Sure enough, Barkley took the handoff to his right, bounced it outside and raced down the sideline for the 81-yard TD.

“He called the play, and he told the O-line, ‘Block it right and 2-6 will take it for 80,'” Barkley said of Moorhead’s prediction.

As he ran for the long score, Barkley noticed that offensive lineman Ryan Bates was running close to him and keeping pace way down the field.

“When I got out, I saw something that I thought was a Purdue defender, but it was Ryan Bates,” Barkley said. “(He) was just running down the sideline with me. People joked around and said Ryan was faster than me.”

Barkley thought for a moment about turning his own highlight-reel play into something truly unique.

“I thought about pitching it back (to Bates),” he said. “I don’t think Coach Franklin would have been too happy about that, or Joe-Mo.”

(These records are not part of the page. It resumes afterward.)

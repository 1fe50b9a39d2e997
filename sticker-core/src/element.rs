//! Scene elements - the stickers placed on the board.

use serde::{Deserialize, Serialize};
use uuid::Uuid;

use crate::geometry::{self, TextMeasurer, HIT_TEST_PAD};

/// Lower bound for an element's uniform scale.
pub const MIN_SCALE: f32 = 0.05;

/// Upper bound for an element's uniform scale.
pub const MAX_SCALE: f32 = 8.0;

/// Target display size for the longer edge of a freshly added image.
const IMAGE_TARGET_EDGE: f32 = 240.0;

/// Unique identifier for an element.
#[derive(Debug, Clone, Copy, PartialEq, Eq, Hash, Serialize, Deserialize)]
pub struct ElementId(Uuid);

impl ElementId {
    /// Create a new unique element ID.
    #[must_use]
    pub fn new() -> Self {
        Self(Uuid::new_v4())
    }

    /// Create from an existing UUID.
    #[must_use]
    pub fn from_uuid(uuid: Uuid) -> Self {
        Self(uuid)
    }
}

impl Default for ElementId {
    fn default() -> Self {
        Self::new()
    }
}

impl std::fmt::Display for ElementId {
    fn fmt(&self, f: &mut std::fmt::Formatter<'_>) -> std::fmt::Result {
        write!(f, "{}", self.0)
    }
}

/// The content a sticker carries.
#[derive(Debug, Clone, Serialize, Deserialize)]
#[serde(tag = "type", content = "data")]
pub enum ElementKind {
    /// A placed raster image.
    ///
    /// The pixels themselves live in the renderer's texture cache; the
    /// core only holds the reference and the natural pixel dimensions.
    Image {
        /// Image reference (file path, URI or cache key).
        src: String,
        /// Source width in pixels.
        natural_width: u32,
        /// Source height in pixels.
        natural_height: u32,
    },

    /// A text label.
    Text {
        /// Text content.
        content: String,
        /// Font family name.
        font_family: String,
        /// Font size in pixels.
        font_size: f32,
        /// Text color as hex.
        color: String,
    },
}

/// Position, scale and rotation of a sticker.
///
/// `x`/`y` is the center point in canvas coordinates; `scale` is a
/// uniform factor over the intrinsic size; `rotation` is in degrees and
/// accumulates without wrapping.
#[derive(Debug, Clone, Copy, PartialEq, Serialize, Deserialize)]
pub struct Transform {
    /// Center X in canvas pixels.
    pub x: f32,
    /// Center Y in canvas pixels.
    pub y: f32,
    /// Uniform scale factor, always positive.
    pub scale: f32,
    /// Rotation in degrees about the center point.
    pub rotation: f32,
}

impl Default for Transform {
    fn default() -> Self {
        Self {
            x: 0.0,
            y: 0.0,
            scale: 1.0,
            rotation: 0.0,
        }
    }
}

/// A sticker: content plus transform plus outline eligibility.
///
/// `width`/`height` is the intrinsic (unscaled, unrotated) content size -
/// source pixel dimensions for images, the measured block size for text.
#[derive(Debug, Clone, Serialize, Deserialize)]
pub struct Element {
    /// Unique identifier, stable for the element's lifetime.
    pub id: ElementId,
    /// Content payload.
    pub kind: ElementKind,
    /// Position, scale and rotation.
    pub transform: Transform,
    /// Whether a backing rounded-rect outline may render behind this
    /// element (the global outline toggle also applies).
    pub outline: bool,
    /// Intrinsic content width in local units.
    pub width: f32,
    /// Intrinsic content height in local units.
    pub height: f32,
}

impl Element {
    /// Create an image sticker centered on the canvas.
    ///
    /// The initial scale maps the longer source edge to roughly 240
    /// display pixels but never upscales beyond 1.
    #[must_use]
    #[allow(clippy::cast_precision_loss)]
    pub fn image(
        src: impl Into<String>,
        natural_width: u32,
        natural_height: u32,
        canvas_width: f32,
        canvas_height: f32,
    ) -> Self {
        let longest = natural_width.max(natural_height) as f32;
        let scale = if longest > 0.0 {
            (IMAGE_TARGET_EDGE / longest).min(1.0)
        } else {
            1.0
        };

        Self {
            id: ElementId::new(),
            kind: ElementKind::Image {
                src: src.into(),
                natural_width,
                natural_height,
            },
            transform: Transform {
                x: canvas_width / 2.0,
                y: canvas_height / 2.0,
                scale,
                rotation: 0.0,
            },
            outline: true,
            width: natural_width as f32,
            height: natural_height as f32,
        }
    }

    /// Create a text sticker centered on the canvas at scale 1.
    #[must_use]
    pub fn text(
        content: impl Into<String>,
        font_family: impl Into<String>,
        font_size: f32,
        color: impl Into<String>,
        canvas_width: f32,
        canvas_height: f32,
        measurer: &dyn TextMeasurer,
    ) -> Self {
        let content = content.into();
        let font_family = font_family.into();
        let (width, height) = measurer.measure(&content, &font_family, font_size);

        Self {
            id: ElementId::new(),
            kind: ElementKind::Text {
                content,
                font_family,
                font_size,
                color: color.into(),
            },
            transform: Transform {
                x: canvas_width / 2.0,
                y: canvas_height / 2.0,
                scale: 1.0,
                rotation: 0.0,
            },
            outline: true,
            width,
            height,
        }
    }

    /// Move the element's center to the given canvas coordinates.
    pub fn set_position(&mut self, x: f32, y: f32) {
        self.transform.x = x;
        self.transform.y = y;
    }

    /// Set the uniform scale, clamped to `[0.05, 8]`.
    pub fn set_scale(&mut self, scale: f32) {
        self.transform.scale = scale.clamp(MIN_SCALE, MAX_SCALE);
    }

    /// Set the rotation in degrees. Any real value is accepted; callers
    /// normalize for display only.
    pub fn set_rotation(&mut self, degrees: f32) {
        self.transform.rotation = degrees;
    }

    /// Add to the rotation in degrees.
    pub fn rotate_by(&mut self, degrees: f32) {
        self.transform.rotation += degrees;
    }

    /// Replace the text content and re-measure. No-op on image stickers.
    pub fn set_content(&mut self, content: impl Into<String>, measurer: &dyn TextMeasurer) {
        if let ElementKind::Text {
            content: current, ..
        } = &mut self.kind
        {
            *current = content.into();
            self.remeasure(measurer);
        }
    }

    /// Replace the font family and re-measure. No-op on image stickers.
    pub fn set_font_family(&mut self, font_family: impl Into<String>, measurer: &dyn TextMeasurer) {
        if let ElementKind::Text {
            font_family: current,
            ..
        } = &mut self.kind
        {
            *current = font_family.into();
            self.remeasure(measurer);
        }
    }

    /// Change the font size and re-measure. Non-positive sizes are
    /// ignored. No-op on image stickers.
    pub fn set_font_size(&mut self, size_px: f32, measurer: &dyn TextMeasurer) {
        if size_px <= 0.0 {
            return;
        }
        if let ElementKind::Text { font_size, .. } = &mut self.kind {
            *font_size = size_px;
            self.remeasure(measurer);
        }
    }

    /// Change the text color. No-op on image stickers.
    pub fn set_color(&mut self, color: impl Into<String>) {
        if let ElementKind::Text { color: current, .. } = &mut self.kind {
            *current = color.into();
        }
    }

    /// Current displayed size in canvas pixels (intrinsic x scale).
    #[must_use]
    pub fn displayed_size(&self) -> (f32, f32) {
        (
            self.width * self.transform.scale,
            self.height * self.transform.scale,
        )
    }

    /// Hit test a canvas-space point against the element's padded,
    /// oriented bounding box.
    #[must_use]
    pub fn contains_point(&self, x: f32, y: f32) -> bool {
        let (lx, ly) = geometry::world_to_local(x, y, &self.transform);
        geometry::point_in_box(lx, ly, self.width, self.height, HIT_TEST_PAD)
    }

    /// Re-derive the intrinsic size of a text sticker from its current
    /// content, family and size.
    fn remeasure(&mut self, measurer: &dyn TextMeasurer) {
        if let ElementKind::Text {
            content,
            font_family,
            font_size,
            ..
        } = &self.kind
        {
            let (w, h) = measurer.measure(content, font_family, *font_size);
            self.width = w;
            self.height = h;
        }
    }
}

The long run gave Barkley his second 200-yard game in the past three contests. He had 202 against Maryland on Oct. 8. Penn State finished with 257 yards rushing, despite having only 34 in the first half.

The Lions kept pouring it on as Mark Allen scored from a yard out and Robinson found paydirt from 19 yards with 2:25 left to get over the 60-point plateau. It was the first time PSU scored at least 60 since the 2008 opener against Coastal Carolina (66-10), and first time against a Big Ten opponent since a 63-10 thrashing of Illinois in 2005.

“This is a good statement game for our offense, kind of break through that threshold and put a ton of points up on the board and do it in a variety of ways,” McSorley said.